→ **To do**
In the records below, find the line containing "Duration::from_secs_f64(capped_delay)" and restate it and all lines after it exactly, through the last line.

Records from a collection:
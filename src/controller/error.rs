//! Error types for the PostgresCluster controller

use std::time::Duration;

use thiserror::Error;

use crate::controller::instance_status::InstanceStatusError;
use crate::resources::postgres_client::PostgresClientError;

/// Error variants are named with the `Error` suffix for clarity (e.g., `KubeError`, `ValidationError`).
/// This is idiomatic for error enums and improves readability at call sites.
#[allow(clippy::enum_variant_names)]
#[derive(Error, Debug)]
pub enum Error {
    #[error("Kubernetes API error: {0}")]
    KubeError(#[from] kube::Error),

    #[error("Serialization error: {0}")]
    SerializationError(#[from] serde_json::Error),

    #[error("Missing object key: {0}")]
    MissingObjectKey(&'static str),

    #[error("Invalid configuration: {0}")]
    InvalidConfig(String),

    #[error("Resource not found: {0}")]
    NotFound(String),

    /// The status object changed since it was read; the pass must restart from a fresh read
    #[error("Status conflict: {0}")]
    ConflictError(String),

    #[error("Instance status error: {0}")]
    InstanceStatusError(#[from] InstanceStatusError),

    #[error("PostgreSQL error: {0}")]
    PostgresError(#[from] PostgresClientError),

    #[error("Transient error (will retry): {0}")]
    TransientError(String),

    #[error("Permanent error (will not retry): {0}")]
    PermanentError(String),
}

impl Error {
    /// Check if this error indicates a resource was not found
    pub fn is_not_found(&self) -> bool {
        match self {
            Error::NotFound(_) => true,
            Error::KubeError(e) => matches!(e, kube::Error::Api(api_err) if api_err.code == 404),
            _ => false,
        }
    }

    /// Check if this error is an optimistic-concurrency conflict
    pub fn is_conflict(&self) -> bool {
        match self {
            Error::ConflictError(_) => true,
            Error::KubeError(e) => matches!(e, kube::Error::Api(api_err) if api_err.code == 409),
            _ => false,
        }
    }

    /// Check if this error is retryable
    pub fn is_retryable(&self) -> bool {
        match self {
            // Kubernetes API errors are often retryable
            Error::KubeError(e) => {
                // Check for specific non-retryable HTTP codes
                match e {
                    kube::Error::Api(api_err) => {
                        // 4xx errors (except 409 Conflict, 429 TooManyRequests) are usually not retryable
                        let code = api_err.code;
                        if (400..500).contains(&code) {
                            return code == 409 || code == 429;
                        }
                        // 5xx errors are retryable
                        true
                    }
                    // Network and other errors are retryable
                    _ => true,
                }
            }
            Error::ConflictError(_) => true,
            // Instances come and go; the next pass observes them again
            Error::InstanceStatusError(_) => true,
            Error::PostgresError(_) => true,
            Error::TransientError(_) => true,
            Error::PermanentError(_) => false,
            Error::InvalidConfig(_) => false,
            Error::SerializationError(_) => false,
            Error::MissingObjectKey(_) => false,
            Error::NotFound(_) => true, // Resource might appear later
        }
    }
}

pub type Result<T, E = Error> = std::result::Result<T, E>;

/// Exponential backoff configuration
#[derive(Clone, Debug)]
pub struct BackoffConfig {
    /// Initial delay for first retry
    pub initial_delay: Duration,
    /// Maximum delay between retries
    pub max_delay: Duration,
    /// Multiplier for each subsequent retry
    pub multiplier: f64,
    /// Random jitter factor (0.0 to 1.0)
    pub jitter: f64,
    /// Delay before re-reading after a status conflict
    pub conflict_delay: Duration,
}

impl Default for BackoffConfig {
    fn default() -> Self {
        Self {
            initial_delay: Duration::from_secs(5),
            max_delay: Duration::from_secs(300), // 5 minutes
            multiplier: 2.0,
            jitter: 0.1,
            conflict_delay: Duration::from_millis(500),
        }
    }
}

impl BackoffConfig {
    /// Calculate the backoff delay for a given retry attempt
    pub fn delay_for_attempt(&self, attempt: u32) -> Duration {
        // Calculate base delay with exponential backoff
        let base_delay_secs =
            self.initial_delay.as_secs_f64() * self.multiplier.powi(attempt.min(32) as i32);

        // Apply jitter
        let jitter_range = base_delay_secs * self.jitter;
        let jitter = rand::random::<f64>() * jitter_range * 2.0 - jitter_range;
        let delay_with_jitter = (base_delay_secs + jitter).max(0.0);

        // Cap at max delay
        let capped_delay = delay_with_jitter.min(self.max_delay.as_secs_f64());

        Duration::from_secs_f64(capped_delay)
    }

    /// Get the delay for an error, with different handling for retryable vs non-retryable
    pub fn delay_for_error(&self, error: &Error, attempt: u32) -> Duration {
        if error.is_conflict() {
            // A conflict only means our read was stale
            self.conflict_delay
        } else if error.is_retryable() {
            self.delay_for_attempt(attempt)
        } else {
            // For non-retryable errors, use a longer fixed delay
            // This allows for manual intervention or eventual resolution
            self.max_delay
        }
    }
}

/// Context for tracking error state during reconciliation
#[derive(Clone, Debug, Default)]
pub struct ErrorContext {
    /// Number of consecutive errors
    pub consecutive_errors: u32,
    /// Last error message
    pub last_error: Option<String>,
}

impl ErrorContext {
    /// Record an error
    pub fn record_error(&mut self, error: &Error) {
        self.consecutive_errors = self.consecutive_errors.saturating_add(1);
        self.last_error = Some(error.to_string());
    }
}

→ **Finished exercise**
        Duration::from_secs_f64(capped_delay)
    }

    /// Get the delay for an error, with different handling for retryable vs non-retryable
    pub fn delay_for_error(&self, error: &Error, attempt: u32) -> Duration {
        if error.is_conflict() {
            // A conflict only means our read was stale
            self.conflict_delay
        } else if error.is_retryable() {
            self.delay_for_attempt(attempt)
        } else {
            // For non-retryable errors, use a longer fixed delay
            // This allows for manual intervention or eventual resolution
            self.max_delay
        }
    }
}

/// Context for tracking error state during reconciliation
#[derive(Clone, Debug, Default)]
pub struct ErrorContext {
    /// Number of consecutive errors
    pub consecutive_errors: u32,
    /// Last error message
    pub last_error: Option<String>,
}

impl ErrorContext {
    /// Record an error
    pub fn record_error(&mut self, error: &Error) {
        self.consecutive_errors = self.consecutive_errors.saturating_add(1);
        self.last_error = Some(error.to_string());
    }
}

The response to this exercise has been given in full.